Professor Ferdinand E. Banks
December 7th, 2013

The Atlantic is an important United States (U.S.) publication, and those of us who occasionally read it like to think that they only publish authors who know what they are talking about. One of their favorite contributors is Charles C. Mann, but a recent issue (May 2013) featured an article he wrote about oil (and some other aspects of energy) that hardly deserves to be called goofy. Moreover, when challenged about nuclear the following month by Professor (of physics) Kevin Cahill of the University of New Mexico, Mr Mann responded with "it seems to me that the world has chosen, for better or worse, not to use nuclear power."

With all due respect, it seems clear to this humble teacher of energy economics that "the world" has not chosen anything of the sort. Germany was of course noted by Mr Mann in his reply to Professor Cahill, and he could have also mentioned Japan, although the attitude toward nuclear in those two countries has nothing to do with engineering or economics, or for that matter common sense. The truth is that it has everything to do with politics. By that I mean obtaining or not losing the votes of environmentalists and their sympathisers. What readers should concentrate on, and should never forget, is that globally at least 55 nuclear facilities are or soon will be in the process of construction, between 50 and 100 are somewhere in the planning stage (mostly in China), and more than 400 are still in operation.

Something that deserves attention here is the failure of Mr Mann to access this information about the nuclear future, because twenty minutes spent with the superb sites EnergyPulse and 321 Energy would make it virtually impossible for an intelligent person to entertain the kind of statement that Charles Mann made above, and in addition to magnify this misunderstanding by acting as a propagandist for methane hydrate, which for many years has been an energy source with a looney-tune patronage.

In the same issue as the 'piece' by Charles Mann, there is an article called 'Learning to Live with Fossil Fuels', which focuses on what its authors call the capture of carbon. I don't know when this article was written, but I was of the opinion that Carbon Capture and Sequestration (CCS) was a lost cause - or "thermodynamic travesty", as it was labeled by the MIT graduate and leading energy economist in Germany, Jeffrey Michel. I occasionally extend this judgement by claiming that CCS is recognized as a loser by almost every engineer, manager, power broker, moon walker, rapper, researcher and break dancer not participating in some phase of a CCS scam.

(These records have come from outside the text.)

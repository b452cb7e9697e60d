//! Solver traits: parsing, per-part solving and part dispatch

use crate::error::{ParseError, SolveError};

/// Parses puzzle input into the data every part of a day works on.
///
/// `SharedData` is generic over the input lifetime so a solver can either
/// own its parsed form or borrow slices of the input directly.
///
/// ```
/// use aoc_solver::{AocParser, ParseError};
///
/// struct Depths;
///
/// impl AocParser for Depths {
///     type SharedData<'a> = Vec<u32>;
///
///     fn parse(input: &str) -> Result<Self::SharedData<'_>, ParseError> {
///         input
///             .lines()
///             .map(|l| l.parse().map_err(|_| ParseError::InvalidFormat(l.to_string())))
///             .collect()
///     }
/// }
///
/// assert_eq!(Depths::parse("1\n2").unwrap(), vec![1, 2]);
/// ```
pub trait AocParser {
    type SharedData<'a>;

    fn parse<'a>(input: &'a str) -> Result<Self::SharedData<'a>, ParseError>;
}

/// Solves part `N` of a puzzle.
///
/// Parts receive mutable access to the shared data so a later part can reuse
/// work cached by an earlier one.
pub trait PartSolver<const N: u8>: AocParser {
    fn solve(shared: &mut Self::SharedData<'_>) -> Result<String, SolveError>;
}

/// A complete solver for one year/day.
///
/// Usually implemented through `#[derive(AocSolver)]`, which forwards
/// `solve_part(shared, k)` to `<Self as PartSolver<k>>::solve`.
///
/// ```
/// use aoc_solver::{AocParser, ParseError, SolveError, Solver};
///
/// struct Sums;
///
/// impl AocParser for Sums {
///     type SharedData<'a> = Vec<i64>;
///
///     fn parse(input: &str) -> Result<Self::SharedData<'_>, ParseError> {
///         input
///             .split_whitespace()
///             .map(|w| w.parse().map_err(|_| ParseError::InvalidFormat(w.to_string())))
///             .collect()
///     }
/// }
///
/// impl Solver for Sums {
///     const PARTS: u8 = 2;
///
///     fn solve_part(shared: &mut Self::SharedData<'_>, part: u8) -> Result<String, SolveError> {
///         match part {
///             1 => Ok(shared.iter().sum::<i64>().to_string()),
///             2 => Ok(shared.iter().product::<i64>().to_string()),
///             _ => Err(SolveError::PartNotImplemented(part)),
///         }
///     }
/// }
///
/// let mut data = Sums::parse("2 3 4").unwrap();
/// assert_eq!(Sums::solve_part(&mut data, 2).unwrap(), "24");
/// ```
pub trait Solver: AocParser {
    /// Number of parts this solver implements
    const PARTS: u8;

    fn solve_part(shared: &mut Self::SharedData<'_>, part: u8) -> Result<String, SolveError>;
}

/// Range-checked entry point used by [`crate::DynSolver`]
pub trait SolverExt: Solver {
    /// Rejects `part == 0` and `part > PARTS` with [`SolveError::PartOutOfRange`]
    /// before delegating to [`Solver::solve_part`].
    fn solve_part_checked_range(
        shared: &mut Self::SharedData<'_>,
        part: u8,
    ) -> Result<String, SolveError> {
        if (1..=Self::PARTS).contains(&part) {
            Self::solve_part(shared, part)
        } else {
            Err(SolveError::PartOutOfRange(part))
        }
    }
}

impl<T: Solver + ?Sized> SolverExt for T {}
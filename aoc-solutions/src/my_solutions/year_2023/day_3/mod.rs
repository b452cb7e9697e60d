//! Day 3: Gear Ratios
//!
//! Numbers in an engine schematic count as part numbers when any
//! neighbouring cell (diagonals included) holds a symbol. A `*` next to
//! exactly two numbers is a gear whose ratio is their product.

mod adjacency;
mod schematic;

pub use adjacency::{
    adjacent_tokens, gear_ratio, is_part_number, sum_adjacent_part_numbers, sum_gear_ratios,
};
pub use schematic::{
    GearCandidate, MalformedGridError, NumericToken, Schematic, TokenKey, BLANK, GEAR_MARKER,
};

use aoc_solver::{AocParser, ParseError, PartSolver, SolveError};
use aoc_solver_macros::{AocSolver, AutoRegisterSolver};
use log::debug;

#[derive(AocSolver, AutoRegisterSolver)]
#[aoc_solver(max_parts = 2)]
#[aoc(year = 2023, day = 3, tags = ["2023", "grid"])]
pub struct Solver;

impl AocParser for Solver {
    type SharedData<'a> = Schematic;

    fn parse<'a>(input: &'a str) -> Result<Self::SharedData<'a>, ParseError> {
        let lines: Vec<&str> = input.lines().collect();
        let schematic =
            Schematic::parse(&lines).map_err(|e| ParseError::InvalidFormat(e.to_string()))?;
        debug!(
            "parsed {}x{} schematic: {} numbers, {} gear candidates",
            schematic.width(),
            schematic.height(),
            schematic.tokens().len(),
            schematic.gear_candidates().len()
        );
        Ok(schematic)
    }
}

impl PartSolver<1> for Solver {
    fn solve(shared: &mut Self::SharedData<'_>) -> Result<String, SolveError> {
        Ok(sum_adjacent_part_numbers(shared).to_string())
    }
}

impl PartSolver<2> for Solver {
    fn solve(shared: &mut Self::SharedData<'_>) -> Result<String, SolveError> {
        Ok(sum_gear_ratios(shared).to_string())
    }
}

#[cfg(test)]
mod tests {
    use super::*;
    use aoc_solver::Solver as _;

    const EXAMPLE: &str = "467..114..
...*......
..35..633.
......#...
617*......
.....+.58.
..592.....
......755.
...$.*....
.664.598..
";

    #[test]
    fn test_solves_example() {
        let mut shared = Solver::parse(EXAMPLE).unwrap();
        assert_eq!(Solver::solve_part(&mut shared, 1).unwrap(), "4361");
        assert_eq!(Solver::solve_part(&mut shared, 2).unwrap(), "467835");
    }

    #[test]
    fn test_malformed_grid_is_parse_error() {
        assert!(matches!(
            Solver::parse("...\n.."),
            Err(ParseError::InvalidFormat(_))
        ));
        assert!(matches!(Solver::parse(""), Err(ParseError::InvalidFormat(_))));
    }
}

Unfortunately those last remarks require amplification, because everyone has not had the opportunity to enjoy a course in thermodynamics at MIT or at my school IIT (Illinois Institute of Technology, in Chicago), but I think that this matter can be easily clarified. The 'carbon' (or CO2) from a power plant goes to a separation facility and from there into a pipeline that with the aid of compression equipment takes it to a storage facility, that eventually - with the assistance of injection equipment - pushes it into unmined coal beds or depleted oil or gas reservoirs or deep saline aquifers or something equally as exotic - assuming that they exist and are accessible without a declaration of war. Thus, the thermodynamic travesty alluded to by Jeffrey Michel will be described to my charming students as an occasional economics travesty, because all of this collecting, moving and (though not mentioned) processing of carbon involves serious money. So serious that some of the ladies and gentlemen in the executive suites might argue that it would be best to allow this carbon to escape into the upper atmosphere, where it may not cause you and yours any trouble for a few centuries, or if you and yours are unlucky decades.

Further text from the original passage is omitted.